MASERATI KARIF (1988 - 1992)
FEMME DES ANNEES 80
A mi-chemin entre le Spyder et la Biturbo, la Karif est une variante de cette dernière. Sans concession pour son conducteur malgré son intérieur et son confort de limousine, cette Maserati est une pure italienne au sang chaud. A l’image de son nom et de ses deux turbos, elle souffle le chaud et le froid sans le moindre scrupule. Palpitations et sueurs froides en perspective...
Texte :
Maxime JOLY
Photos : Étienne ROVILLÉ
On a souvent posé la question « mais pourquoi avoir fait la Karif ? ». Et bien, il y eut plusieurs raisons à cela. La première fut de proposer une alternative aux coupés Biturbo en leur greffant l’empattement court du Spyder Zagato. La seconde était la volonté de De Tomaso de proposer une voiture quasi-unique sur le marché avec un look réellement original. On mentionne aussi le baroud d’honneur des ingénieurs Maserati, décidés à marquer leur temps en utilisant un savant cocktail des meilleurs éléments à leur disposition. On ne peut pas dire que Maserati ait échoué et le dessin de la Karif peut choquer les adeptes du « bio-design »; c’est carré, tendu et acéré. Mais il y a une autre raison derrière tout cela, une raison qui porte elle aussi le nom d’un vent, une raison appelée Shamal. Car oui, la supercar de Maserati qui fut dévoilée le 14 décembre 1989 récupérait la base de cette Karif. Avouez qu’il aurait été dommage de s’en priver…
PRESENTATION
Avec la Karif, Maserati revient à une tradition lancée depuis la Mistral et mise de côté à la sortie de la Biturbo : les noms de vent, le Karif (ou Kharif) soufflant sur le Golfe d’Aden. Ce coupé compact fut présenté au salon de Genève de 1988 et était immédiatement destiné à une production limitée. Au final, seuls 222 exemplaires sortirent des ateliers. Difficile de penser que cette quantité est due au hasard et qu’il n’y a pas derrière tout cela une référence à la Maserati du même nom, dont justement la Karif récupère bon nombre d’éléments.

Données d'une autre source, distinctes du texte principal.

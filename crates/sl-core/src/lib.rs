//! Core types for Storyloom: the entity model a story document compiles into.
//!
//! This crate is independent of the markdown parser. A [`World`] can be built
//! programmatically with the `add_*` methods and checked with
//! [`World::validate`], which is what the parser does after linking.

/// Characters and the items they carry.
pub mod character;
/// Dialogue graphs, nodes, choices, and choice effects.
pub mod dialogue;
/// Error types used throughout the crate.
pub mod error;
/// Typed identifiers and slug generation.
pub mod id;
/// Items, item kinds, and interaction rules.
pub mod item;
/// Item combination recipes.
pub mod recipe;
/// Scenes and exits.
pub mod scene;
/// Loosely typed property values decoded from documents.
pub mod value;
/// The world model that owns every entity.
pub mod world;

pub use character::Character;
pub use dialogue::{Choice, DialogueGraph, DialogueNode, Effect};
pub use error::{CoreError, CoreResult, Subject};
pub use id::{CharacterId, ItemId, NodeId, SceneId, slugify};
pub use item::{Item, ItemKind, ItemRule, Lock};
pub use recipe::{Recipe, RecipeBook, RecipeResult};
pub use scene::{Exit, Scene};
pub use value::Value;
pub use world::{World, WorldMeta};
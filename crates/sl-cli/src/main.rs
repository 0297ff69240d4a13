//! `loom`: play a Storyloom story in the terminal.

mod load;
mod shell;

use std::io;
use std::path::PathBuf;
use std::process;

use clap::Parser;
use colored::Colorize;
use sl_fiction::Session;
use tracing_subscriber::EnvFilter;

#[derive(Parser)]
#[command(
    name = "loom",
    about = "Storyloom: play interactive fiction written in markdown",
    version
)]
struct Cli {
    /// Story documents, read in the order given
    #[arg(required = true)]
    files: Vec<PathBuf>,
}

fn main() {
    let cli = Cli::parse();
    init_tracing();

    if let Err(e) = run(&cli.files) {
        eprintln!("{} {e}", "error:".red().bold());
        process::exit(1);
    }
}

/// Logs go to stderr so they never interleave with the story on stdout.
fn init_tracing() {
    tracing_subscriber::fmt()
        .with_env_filter(
            EnvFilter::try_from_default_env().unwrap_or_else(|_| EnvFilter::new("warn")),
        )
        .with_writer(io::stderr)
        .with_target(false)
        .init();
}

fn run(files: &[PathBuf]) -> Result<(), String> {
    let world = load::load(files)?;
    let session = Session::new(world).map_err(|e| e.to_string())?;
    shell::run(session, io::stdin().lock(), io::stdout().lock())
        .map_err(|e| format!("terminal: {e}"))
}
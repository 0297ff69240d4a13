//! Dialogue graphs.
//!
//! A graph is a flat map of nodes keyed by [`NodeId`]. Choices point at
//! other nodes by id, so cycles (a `goto` back to an earlier node) are just
//! another edge and never require recursion to walk.

use std::collections::BTreeMap;

use serde::{Deserialize, Serialize};

use crate::id::{ItemId, NodeId, SceneId};

/// A side effect attached to a dialogue choice.
#[derive(Debug, Clone, PartialEq, Eq, Serialize, Deserialize)]
#[serde(rename_all = "snake_case")]
pub enum Effect {
    /// The choice is only available while this story flag is set.
    Requires(String),
    /// Set a story flag.
    Sets(String),
    /// Give an item to the player.
    Gives(ItemId),
    /// Take an item from the player.
    Takes(ItemId),
    /// Move this character's conversation cursor to a node.
    Goto(NodeId),
    /// End the conversation.
    EndsDialogue,
    /// End the conversation and move the player to a scene.
    LeavesTo(SceneId),
}

/// A single choice in a dialogue node.
#[derive(Debug, Clone, PartialEq, Serialize, Deserialize)]
pub struct Choice {
    /// The text shown to the player.
    pub label: String,
    /// The node reached by picking this choice, if it has one.
    pub next: Option<NodeId>,
    /// Effects applied when the choice is picked.
    pub effects: Vec<Effect>,
}

impl Choice {
    /// Create a choice with no follow-up node.
    pub fn new(label: impl Into<String>) -> Self {
        Self {
            label: label.into(),
            next: None,
            effects: Vec::new(),
        }
    }

    /// Set the follow-up node.
    pub fn leading_to(mut self, node: NodeId) -> Self {
        self.next = Some(node);
        self
    }

    /// Add an effect.
    pub fn with_effect(mut self, effect: Effect) -> Self {
        self.effects.push(effect);
        self
    }

    /// The flag this choice requires.
    pub fn requires(&self) -> Option<&str> {
        self.effects.iter().find_map(|e| match e {
            Effect::Requires(flag) => Some(flag.as_str()),
            _ => None,
        })
    }

    /// The `goto` target of this choice.
    pub fn goto(&self) -> Option<&NodeId> {
        self.effects.iter().find_map(|e| match e {
            Effect::Goto(node) => Some(node),
            _ => None,
        })
    }

    /// The scene this choice leaves to.
    pub fn leaves_to(&self) -> Option<&SceneId> {
        self.effects.iter().find_map(|e| match e {
            Effect::LeavesTo(scene) => Some(scene),
            _ => None,
        })
    }

    /// Whether the choice explicitly ends the conversation.
    pub fn ends_dialogue(&self) -> bool {
        self.effects.contains(&Effect::EndsDialogue)
    }
}

/// One state in a conversation.
#[derive(Debug, Clone, PartialEq, Serialize, Deserialize)]
pub struct DialogueNode {
    /// Identifier, unique within the graph.
    pub id: NodeId,
    /// What the speaker says on reaching this node. May be empty.
    pub text: String,
    /// Available choices in document order.
    pub choices: Vec<Choice>,
}

impl DialogueNode {
    /// Create a node with no choices.
    pub fn new(id: NodeId, text: impl Into<String>) -> Self {
        Self {
            id,
            text: text.into(),
            choices: Vec::new(),
        }
    }

    /// Add a choice.
    pub fn with_choice(mut self, choice: Choice) -> Self {
        self.choices.push(choice);
        self
    }
}

/// A character's conversation.
#[derive(Debug, Clone, PartialEq, Serialize, Deserialize)]
pub struct DialogueGraph {
    /// The node a first conversation starts at.
    pub root: NodeId,
    nodes: BTreeMap<NodeId, DialogueNode>,
}

impl DialogueGraph {
    /// Create a graph from its root node.
    pub fn new(root: DialogueNode) -> Self {
        let id = root.id.clone();
        let mut nodes = BTreeMap::new();
        nodes.insert(id.clone(), root);
        Self { root: id, nodes }
    }

    /// Insert or replace a node. Returns the replaced node, if any.
    pub fn insert(&mut self, node: DialogueNode) -> Option<DialogueNode> {
        self.nodes.insert(node.id.clone(), node)
    }

    /// Look up a node.
    pub fn node(&self, id: &NodeId) -> Option<&DialogueNode> {
        self.nodes.get(id)
    }

    /// Look up a node for editing.
    pub fn node_mut(&mut self, id: &NodeId) -> Option<&mut DialogueNode> {
        self.nodes.get_mut(id)
    }

    /// Whether the graph has a node with this id.
    pub fn contains(&self, id: &NodeId) -> bool {
        self.nodes.contains_key(id)
    }

    /// All nodes, ordered by id.
    pub fn nodes(&self) -> impl Iterator<Item = &DialogueNode> {
        self.nodes.values()
    }

    /// Number of nodes.
    pub fn len(&self) -> usize {
        self.nodes.len()
    }

    /// Whether the graph is empty. A graph always has its root, so this is
    /// only true for a graph whose root was never inserted.
    pub fn is_empty(&self) -> bool {
        self.nodes.is_empty()
    }
}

Pour comprendre ce qu’est la Karif ce n’est pas compliqué, il suffit d’imaginer une coque renforcée de Spyder sur laquelle on aurait soudé un hard-top en acier. La ligne globale est celle de la 222 E avec deux doubles sorties d’échappement et les quatre phares carrés. A ce propos, sur certains exemplaires, les propriétaires ont préféré mettre les phares de la 2.24v phase 2 qui imitent ceux de la Shamal. Ce n’est pas d’origine mais cette touche de personnalisation peut avoir un intérêt insoupçonné. Ces phares lenticulaires ou poly-ellipsoïdaux ont un gros défaut : ils sont introuvables, contrairement aux carrés. Ce n’est pas très correct d’expliquer cela mais si vous trouvez une Karif avec ceux feux-là, repassez-la à l’origine et faites profiter les autres de votre découverte. La communauté des maseratistes vous remerciera ! Au prix fort en plus…
HABITACLE
Deux petites places sont disponibles à l’arrière lui permettant d’être homologuée en quatre places, mais la littérature commerciale Maserati la considère à juste titre comme une « berlinette ». L’intérieur de la 222 n’était pas une totale réussite et Maserati l’a bien compris en ne gardant que les bons côtés et en améliorant les autres. La Karif bénéficie ainsi de la climatisation automatique à affichage digital (en 1988 !) qui faisait partie des nouveautés de la remplaçante de la Biturbo Si. Les sièges mélangent le cuir et l’alcantara, qui sont également présents sur la planche de bord, les panneaux de portes, la console centrale et l’intégralité du (somptueux) ciel de toit. En plus de la classique montre, le côté chic ressort encore à travers le bois utilisé à profusion : inserts latéraux, volant, pommeau du levier de vitesse ou poignée du frein à main, tout respire le luxe bien au-delà du caractère sportif. En série était aussi livrée une petite lampe magnétique Maserati, bien pratique en cas de crevaison de nuit. Un accessoire devenu totalement collector lui aussi. La taille du coffre n’est pas une des qualités principales de la Biturbo mais grâce à l’arrière tronqué hérité du Spyder, la capacité de chargement est significativement augmentée. C’est toujours bon à prendre !
MOTEUR
Sous le capot ne fut retenu que le V6 2.8 AM473. Point de version 2 litres, pourtant indispensable à l’époque pour le marché italien, mais pas jugée nécessaire au vu de la production limitée envisagée. Apparu pour la première fois sur la 228, puis greffé sur la 222 E, il est toujours coiffé par 18 soupapes et suralimenté par deux petits turbos IHI.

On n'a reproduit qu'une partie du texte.